Platform API Availability
From Wikipedia, the free encyclopedia. This article relies too much on references to primary sources. Relevant discussion may be found on the talk page.GPU-accelerated video processing integrated into the most popular open-source multimedia tools. FFmpeg and libav are among the most popular open-source multimedia manipulation tools with a library of plugins that can be applied to various parts of the audio and video processing pipelines and have achieved wide adoption across the world.
Video encoding, decoding and transcoding are some of the most popular applications of FFmpeg. Download FFmpeg main tree : GitHub. For more information on FFmpeg licensing, please see this page. HandBrake is an open-source video transcoder available for Linux, Mac, and Windows.
HandBrake works with most common video files and formats, including ones created by consumer and professional video cameras, mobile devices such as phones and tablets, game and computer screen recordings, and DVD and Blu-ray discs.
The Plex Transcoder uses FFmpeg to handle and translates your media into that the format your client device supports. Please refer to GPU support matrix for specific codec support. Skip to main content. About Contact Forums Blog Search form. Decode Capability Query MoreHigh quality is not always easy to define. I would define high quality as equal or near same quality as the original and this is the goal. Using the preset option delivers quality that easyily surpasses Adobe Media Encoderespecially colorbanding and macroblocks artifacts reduced significantly with ffmpeg when using the h codec with the -crf option.
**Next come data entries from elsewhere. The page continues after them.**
pub mod claims;
pub mod identity;

pub use claims::{AccessClaims, Fingerprint};
pub use identity::Identity;
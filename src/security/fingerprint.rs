use actix_web::HttpRequest;
use sha2::{Digest, Sha256};

use crate::middleware::request_info::{client_ip, user_agent};
use crate::models::Fingerprint;

// Header used for device binding
pub const DEVICE_ID_HEADER: &str = "x-device-id";

/// Hashes a user agent string using SHA-256. Tokens carry the digest
/// instead of the raw string so the claim stays short and does not leak
/// the client stack.
pub fn hash_user_agent(user_agent: &str) -> String {
    let mut hasher = Sha256::new();
    hasher.update(user_agent.as_bytes());
    let result = hasher.finalize();
    format!("{:x}", result)
}

/// Captures the caller's fingerprint at issuance time. An absent user
/// agent hashes as the empty string, so re-validation later compares
/// like with like.
pub fn fingerprint_request(req: &HttpRequest) -> Fingerprint {
    let device_id = req
        .headers()
        .get(DEVICE_ID_HEADER)
        .and_then(|value| value.to_str().ok())
        .filter(|value| !value.is_empty())
        .map(|value| value.to_string());

    Fingerprint {
        ip: Some(client_ip(req)),
        user_agent_hash: Some(hash_user_agent(&user_agent(req).unwrap_or_default())),
        device_id,
    }
}

#[cfg(test)]
mod tests {
    use super::*;
    use actix_web::test::TestRequest;
    use pretty_assertions::assert_eq;

    #[test]
    fn test_hash_is_a_sha256_hex_digest() {
        let hash = hash_user_agent("curl/8.5.0");
        assert_eq!(hash.len(), 64);
        assert!(hash.chars().all(|c| c.is_ascii_hexdigit()));
        // Deterministic for the same input
        assert_eq!(hash, hash_user_agent("curl/8.5.0"));
        assert_ne!(hash, hash_user_agent("curl/8.5.1"));
    }

    #[test]
    fn test_fingerprint_captures_all_three_dimensions() {
        let req = TestRequest::default()
            .insert_header(("x-forwarded-for", "203.0.113.7"))
            .insert_header(("user-agent", "wicket-client/1.2"))
            .insert_header((DEVICE_ID_HEADER, "device-77"))
            .to_http_request();

        let fp = fingerprint_request(&req);
        assert_eq!(fp.ip.as_deref(), Some("203.0.113.7"));
        assert_eq!(
            fp.user_agent_hash.as_deref(),
            Some(hash_user_agent("wicket-client/1.2").as_str())
        );
        assert_eq!(fp.device_id.as_deref(), Some("device-77"));
    }

    #[test]
    fn test_missing_user_agent_hashes_the_empty_string() {
        let req = TestRequest::default().to_http_request();
        let fp = fingerprint_request(&req);
        assert_eq!(fp.user_agent_hash.as_deref(), Some(hash_user_agent("").as_str()));
        assert_eq!(fp.device_id, None);
    }
}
Booth are encoded with 6 Mbit average bitrate — fot the ffmpeg version, the -crf option was used and for the AME version, the CBR option was used to encode. See the difference on the arm in motion. Parameters -preset slow preset for HQ encoding see x preset profiles below -tune film preset for film content see x tune profiles below -crf 16 constant quality factor lower is better good values for HD are -a aac AAC audio codec is most common for MP4 movie files.
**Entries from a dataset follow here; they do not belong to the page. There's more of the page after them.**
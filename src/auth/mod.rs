pub mod issuer;
pub mod revocation;
pub mod validator;

pub use issuer::{IssueRequest, IssuedToken, TokenIssuer};
pub use revocation::RevocationList;
pub use validator::TokenValidator;
use actix_web::HttpRequest;
use log::warn;

use crate::error::{GateError, GateResult};
use crate::middleware::request_info::user_agent;
use crate::models::AccessClaims;
use crate::security::fingerprint::{DEVICE_ID_HEADER, hash_user_agent};

/// Compares the presented user agent against the hash recorded at
/// issuance. A missing header hashes as the empty string, the same rule
/// the issuance capture applies.
pub fn verify_user_agent(claims: &AccessClaims, req: &HttpRequest) -> GateResult<()> {
    let presented = hash_user_agent(&user_agent(req).unwrap_or_default());
    if claims.reg_ua.as_deref() != Some(presented.as_str()) {
        warn!("Token {} presented with an unexpected user agent", claims.jti);
        return Err(GateError::IdentityMismatch("ua"));
    }
    Ok(())
}

/// Compares the caller's address against the one recorded at issuance.
pub fn verify_ip(claims: &AccessClaims, client_ip: &str) -> GateResult<()> {
    if claims.reg_ip.as_deref() != Some(client_ip) {
        warn!("Token {} presented from an unexpected address", claims.jti);
        return Err(GateError::IdentityMismatch("ip"));
    }
    Ok(())
}

/// Device binding is opt-in per token: only tokens that recorded a device
/// id at issuance demand a matching `x-device-id` header later. Handlers
/// that want stricter coupling call this themselves.
pub fn verify_device_binding(claims: &AccessClaims, req: &HttpRequest) -> GateResult<()> {
    let Some(expected) = claims.reg_device.as_deref() else {
        return Ok(());
    };

    let presented = req
        .headers()
        .get(DEVICE_ID_HEADER)
        .and_then(|value| value.to_str().ok());

    if presented != Some(expected) {
        warn!("Token {} presented from an unexpected device", claims.jti);
        return Err(GateError::IdentityMismatch("device"));
    }
    Ok(())
}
NOTE: Use -crf if bitrate is not so important and the quality factor is more important. Choose -b:v if you need a limitation for the bitrate and size of the video. This way it is possible to process the frames, for example with the -vf option. Quality Using the preset option delivers quality that easyily surpasses Adobe Media Encoderespecially colorbanding and macroblocks artifacts reduced significantly with ffmpeg when using the h codec with the -crf option.
INFO: A new eBook is in the works about video encoding with lots of ffmpeg examples, high quality encoding settings, workflows with Adobe Premiere and many in-depth infos. Categories Post-Production.